Tougher lockdown measures on the cards ‘in two weeks’ if rule of six doesn’t work


BRITS face tougher lockdown measures within two weeks if the new ‘rule of six’ doesn’t help stop infections, scientists have warned.

Earlier this week ministers brought in new laws to help stop people gathering in groups of more than six – with £100 fines for people found to be disobeying.

More lockdown rules could come into force in weeks if the rule of six doesn’t curb infections

The number of new cases yesterday reached more than 3,000 as infections started to spike last week.

And testing is in chaos again as kits face being rationed and only given to priority groups after a backlog of cases.

Around 185,000 people are waiting for results as labs struggle to cope with the demand for extra tests.

But most of the positive tests have been teenagers from 17 – 25, despite warnings that young people could spread the virus to their older family members.

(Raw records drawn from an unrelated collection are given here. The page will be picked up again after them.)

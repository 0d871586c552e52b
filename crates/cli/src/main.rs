use std::fs;
use std::io::Write;
use std::path::{Path, PathBuf};
use std::process;

use clap::{Args, Parser, Subcommand, ValueEnum};
use serde::Serialize;

use face_timeline_core::aggregation::domain::aggregator::Aggregator;
use face_timeline_core::aggregation::domain::identity_summary::IdentitySummary;
use face_timeline_core::clustering::domain::clustering_session::ClusteringSession;
use face_timeline_core::clustering::domain::identity::IdentityId;
use face_timeline_core::clustering::infrastructure::json_session_store::JsonSessionStore;
use face_timeline_core::detection::domain::detection_source::DetectionSource;
use face_timeline_core::detection::infrastructure::deadline_detection_source::DeadlineDetectionSource;
use face_timeline_core::detection::infrastructure::recorded_detection_source::RecordedDetectionSource;
use face_timeline_core::pipeline::analysis_logger::StdoutAnalysisLogger;
use face_timeline_core::pipeline::analyze_video_use_case::AnalyzeVideoUseCase;
use face_timeline_core::pipeline::shared_session::SharedSession;
use face_timeline_core::shared::analysis_config::{AnalysisConfig, AnalysisMode};

/// Groups recorded face detections into people and reports when each
/// person is on screen.
#[derive(Parser)]
#[command(name = "face-timeline", version)]
struct Cli {
    #[command(subcommand)]
    command: Command,
}

#[derive(Subcommand)]
enum Command {
    /// Cluster a detection recording into identities.
    Analyze(AnalyzeArgs),
    /// Fold one or more identities of a saved session into another.
    Merge(MergeArgs),
    /// Rename an identity in a saved session.
    Relabel(RelabelArgs),
}

#[derive(Args)]
struct AnalyzeArgs {
    /// Detection recording (JSON) to replay.
    detections: PathBuf,

    /// Assign per frame (online) or after sampling finishes (batch).
    #[arg(long, value_enum)]
    mode: Option<ModeArg>,

    /// Config file. Defaults to the per-user config, if present.
    #[arg(long)]
    config: Option<PathBuf>,

    /// Distance below which a face joins an existing identity.
    #[arg(long)]
    match_threshold: Option<f64>,

    /// Largest gap (seconds) bridged when building time ranges.
    #[arg(long)]
    range_gap: Option<f64>,

    /// Seconds between sampled frames when the recording has no schedule.
    #[arg(long)]
    sampling_interval: Option<f64>,

    /// Per-frame extraction deadline in milliseconds.
    #[arg(long)]
    timeout_ms: Option<u64>,

    /// Write the resulting session snapshot here for later merges.
    #[arg(long)]
    save_session: Option<PathBuf>,

    /// Write the report here instead of stdout.
    #[arg(long)]
    output: Option<PathBuf>,
}

#[derive(Args)]
struct MergeArgs {
    /// Saved session snapshot; updated in place.
    session: PathBuf,

    /// Identity that absorbs the others.
    #[arg(long)]
    target: IdentityId,

    /// Identities to absorb (comma-separated).
    #[arg(long, value_delimiter = ',', required = true)]
    sources: Vec<IdentityId>,

    /// Write the refreshed summaries here instead of stdout.
    #[arg(long)]
    output: Option<PathBuf>,
}

#[derive(Args)]
struct RelabelArgs {
    /// Saved session snapshot; updated in place.
    session: PathBuf,

    #[arg(long)]
    id: IdentityId,

    #[arg(long)]
    label: String,
}

#[derive(ValueEnum, Clone, Copy, Debug)]
enum ModeArg {
    Batch,
    Online,
}

impl From<ModeArg> for AnalysisMode {
    fn from(mode: ModeArg) -> Self {
        match mode {
            ModeArg::Batch => AnalysisMode::Batch,
            ModeArg::Online => AnalysisMode::Online,
        }
    }
}

/// What `merge` prints: the updated result list plus fresh suggestions.
#[derive(Serialize)]
struct SessionView {
    identities: Vec<IdentitySummary>,
    merge_suggestions: Vec<Vec<IdentityId>>,
}

fn main() {
    env_logger::init();

    if let Err(e) = run() {
        eprintln!("Error: {e}");
        process::exit(1);
    }
}

fn run() -> Result<(), Box<dyn std::error::Error>> {
    match Cli::parse().command {
        Command::Analyze(args) => run_analyze(args),
        Command::Merge(args) => run_merge(args),
        Command::Relabel(args) => run_relabel(args),
    }
}

fn run_analyze(args: AnalyzeArgs) -> Result<(), Box<dyn std::error::Error>> {
    validate(&args)?;
    let config = build_config(&args)?;
    log::info!(
        "Analyzing {} ({} mode)",
        args.detections.display(),
        config.mode
    );

    let source: Box<dyn DetectionSource> = Box::new(DeadlineDetectionSource::new(
        Box::new(RecordedDetectionSource::from_file(&args.detections)),
        config.extraction_timeout(),
    ));
    let progress: Box<dyn Fn(usize, usize) -> bool + Send> = Box::new(|current, total| {
        eprint!("\rAnalyzing frame {current}/{total}");
        true
    });

    let shared = SharedSession::new(ClusteringSession::from_config(&config));
    let mut use_case = AnalyzeVideoUseCase::new(
        source,
        config,
        Box::new(StdoutAnalysisLogger::default().without_progress()),
        Some(progress),
        None,
    );
    let report = use_case.execute(&shared)?;
    eprintln!();

    if let Some(warning) = &report.warning {
        eprintln!("Warning: {warning}");
    }
    if let Some(path) = &args.save_session {
        shared.with_session(|session| JsonSessionStore::save(path, session))??;
    }
    write_json(&report, args.output.as_deref())
}

fn run_merge(args: MergeArgs) -> Result<(), Box<dyn std::error::Error>> {
    let config = AnalysisConfig::load_default()?;
    let shared = SharedSession::new(JsonSessionStore::load(&args.session)?);

    let aggregator = Aggregator::from_config(&config);
    let identities = shared.merge(args.target, &args.sources, &aggregator)?;
    let merge_suggestions = shared.with_session(|session| {
        JsonSessionStore::save(&args.session, session)?;
        Ok::<_, Box<dyn std::error::Error>>(
            session.merge_candidates(config.merge_suggestion_threshold),
        )
    })??;

    log::info!(
        "Merged {:?} into {}; {} identities remain",
        args.sources,
        args.target,
        identities.len()
    );
    write_json(
        &SessionView {
            identities,
            merge_suggestions,
        },
        args.output.as_deref(),
    )
}

fn run_relabel(args: RelabelArgs) -> Result<(), Box<dyn std::error::Error>> {
    if args.label.trim().is_empty() {
        return Err("Label must not be empty".into());
    }
    let shared = SharedSession::new(JsonSessionStore::load(&args.session)?);
    shared.relabel(args.id, &args.label)?;
    shared.with_session(|session| JsonSessionStore::save(&args.session, session))??;
    log::info!("Identity {} is now '{}'", args.id, args.label);
    Ok(())
}

/// Config file (explicit or per-user default) with command-line overrides
/// applied on top.
fn build_config(args: &AnalyzeArgs) -> Result<AnalysisConfig, Box<dyn std::error::Error>> {
    let mut config = match &args.config {
        Some(path) => AnalysisConfig::load(path)?,
        None => AnalysisConfig::load_default()?,
    };

    if let Some(mode) = args.mode {
        // Switching mode without an explicit interval picks that mode's
        // default sampling rate.
        let defaults = match AnalysisMode::from(mode) {
            AnalysisMode::Batch => AnalysisConfig::batch(),
            AnalysisMode::Online => AnalysisConfig::online(),
        };
        if config.mode != defaults.mode {
            config.sampling_interval_seconds = defaults.sampling_interval_seconds;
        }
        config.mode = defaults.mode;
    }
    if let Some(threshold) = args.match_threshold {
        config.match_threshold = threshold;
    }
    if let Some(gap) = args.range_gap {
        config.range_gap_seconds = gap;
    }
    if let Some(interval) = args.sampling_interval {
        config.sampling_interval_seconds = interval;
    }
    if let Some(timeout) = args.timeout_ms {
        config.extraction_timeout_ms = timeout;
    }

    config.validate()?;
    Ok(config)
}

fn validate(args: &AnalyzeArgs) -> Result<(), Box<dyn std::error::Error>> {
    if !args.detections.exists() {
        return Err(format!(
            "Detection recording not found: {}",
            args.detections.display()
        )
        .into());
    }
    if let Some(path) = &args.config {
        if !path.exists() {
            return Err(format!("Config file not found: {}", path.display()).into());
        }
    }
    if args.timeout_ms == Some(0) {
        return Err("Timeout must be at least 1 ms".into());
    }
    Ok(())
}

fn write_json<T: Serialize>(
    value: &T,
    output: Option<&Path>,
) -> Result<(), Box<dyn std::error::Error>> {
    let json = serde_json::to_string_pretty(value)?;
    match output {
        Some(path) => {
            fs::write(path, json)?;
            log::info!("Output written to {}", path.display());
        }
        None => {
            let mut stdout = std::io::stdout().lock();
            writeln!(stdout, "{json}")?;
        }
    }
    Ok(())
}

#[cfg(test)]
mod tests {
    use super::*;

    fn analyze_args(detections: PathBuf) -> AnalyzeArgs {
        AnalyzeArgs {
            detections,
            mode: None,
            config: None,
            match_threshold: None,
            range_gap: None,
            sampling_interval: None,
            timeout_ms: None,
            save_session: None,
            output: None,
        }
    }

    #[test]
    fn test_cli_parses_merge_sources() {
        let cli = Cli::try_parse_from([
            "face-timeline",
            "merge",
            "session.json",
            "--target",
            "3",
            "--sources",
            "1,4",
        ])
        .unwrap();
        match cli.command {
            Command::Merge(args) => {
                assert_eq!(args.target, 3);
                assert_eq!(args.sources, vec![1, 4]);
            }
            _ => panic!("expected merge"),
        }
    }

    #[test]
    fn test_cli_requires_merge_sources() {
        let result =
            Cli::try_parse_from(["face-timeline", "merge", "session.json", "--target", "3"]);
        assert!(result.is_err());
    }

    #[test]
    fn test_overrides_apply_on_top_of_config_file() {
        let dir = tempfile::tempdir().unwrap();
        let config_path = dir.path().join("config.json");
        fs::write(&config_path, r#"{"match_threshold": 0.4, "range_gap_seconds": 5.0}"#).unwrap();

        let mut args = analyze_args(dir.path().join("detections.json"));
        args.config = Some(config_path);
        args.range_gap = Some(1.0);
        args.timeout_ms = Some(500);
        let config = build_config(&args).unwrap();

        assert_eq!(config.match_threshold, 0.4);
        assert_eq!(config.range_gap_seconds, 1.0);
        assert_eq!(config.extraction_timeout_ms, 500);
    }

    #[test]
    fn test_online_mode_flag_uses_online_sampling() {
        let dir = tempfile::tempdir().unwrap();
        let config_path = dir.path().join("config.json");
        fs::write(&config_path, "{}").unwrap();

        let mut args = analyze_args(dir.path().join("detections.json"));
        args.config = Some(config_path);
        args.mode = Some(ModeArg::Online);
        let config = build_config(&args).unwrap();

        assert_eq!(config.mode, AnalysisMode::Online);
        assert_eq!(
            config.sampling_interval_seconds,
            AnalysisConfig::online().sampling_interval_seconds
        );
    }

    #[test]
    fn test_invalid_override_is_rejected() {
        let dir = tempfile::tempdir().unwrap();
        let config_path = dir.path().join("config.json");
        fs::write(&config_path, "{}").unwrap();

        let mut args = analyze_args(dir.path().join("detections.json"));
        args.config = Some(config_path);
        args.match_threshold = Some(0.0);

        assert!(build_config(&args).is_err());
    }

    #[test]
    fn test_validate_missing_recording() {
        let dir = tempfile::tempdir().unwrap();
        let args = analyze_args(dir.path().join("missing.json"));
        assert!(validate(&args).is_err());
    }

    #[test]
    fn test_validate_zero_timeout() {
        let dir = tempfile::tempdir().unwrap();
        let path = dir.path().join("detections.json");
        fs::write(&path, "{}").unwrap();
        let mut args = analyze_args(path);
        assert!(validate(&args).is_ok());

        args.timeout_ms = Some(0);
        assert!(validate(&args).is_err());
    }

    #[test]
    fn test_write_json_to_file() {
        let dir = tempfile::tempdir().unwrap();
        let path = dir.path().join("out.json");
        let view = SessionView {
            identities: Vec::new(),
            merge_suggestions: vec![vec![1, 2]],
        };

        write_json(&view, Some(&path)).unwrap();

        let written: serde_json::Value =
            serde_json::from_str(&fs::read_to_string(&path).unwrap()).unwrap();
        assert_eq!(written["merge_suggestions"][0][1], 2);
    }
}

HOAR reported this week that curfews could be slapped on pubs and restaurants across the country as part of moves to curb the spread.

Bars in Bolton already have to close early in an attempt to curb the rise in cases in the city.

Boris Johnson has refused to rule out the idea of applying curbs across the whole country again, but wants to use local lockdowns first.

He has said it would be the “nuclear option” if other options did not work.

A leading scientific advisor told ITV last night: “Lockdown is the only thing that we know works, to be frank.

“I think that if we want to keep schools open, we probably have to give serious consideration to a wide range of other measures to stop a major second wave.

“And we have to think about doing that right now – which we are starting to do”.

A member of Sage added:  “My big worry now is that we might be too late again to avert a major second wave.

“If we wait for deaths to go up again before taking decisive action we will be in trouble again”.

Matt Hancock said the virus was “not out of control”

And a member of the Government added: “There is no possibility of us waiting for the death rate to rise before we act.”

All measures are being kept on the table as possible tools to curb the virus.

But the PM has insisted that schools should be the last to shut in any possible national action.

Last night Matt Hancock revealed that tests would have to be prioritised again to make sure that people who needed them the most could get them.

NHS workers and social care staff will be the first to get access.

100,000 tests a day are being earmarked just for care homes, too, which is causing a bottleneck elsewhere.


The next priority will be key workers such as teachers, Justice Secretary Robert Buckland said today.

Mr Buckland said: “It has to be the NHS first and then social care, and then I think what we need to do is have a cascading system where we know where our priority should be.

“For me, our priority should be children in school and their parents in order to make sure their lives are safe and also, importantly, they’re not disrupted in the way that we’re seeing.”

Around 200,000 tests a day are being completed at the moment, but there is capacity for more than 300,000.

The number of test centres are being increased but this could take weeks for them to come into action.

Ex-Health Sec Jeremy Hunt said today: “The root cause is everyone is trying to get back to work and kids are getting back to school.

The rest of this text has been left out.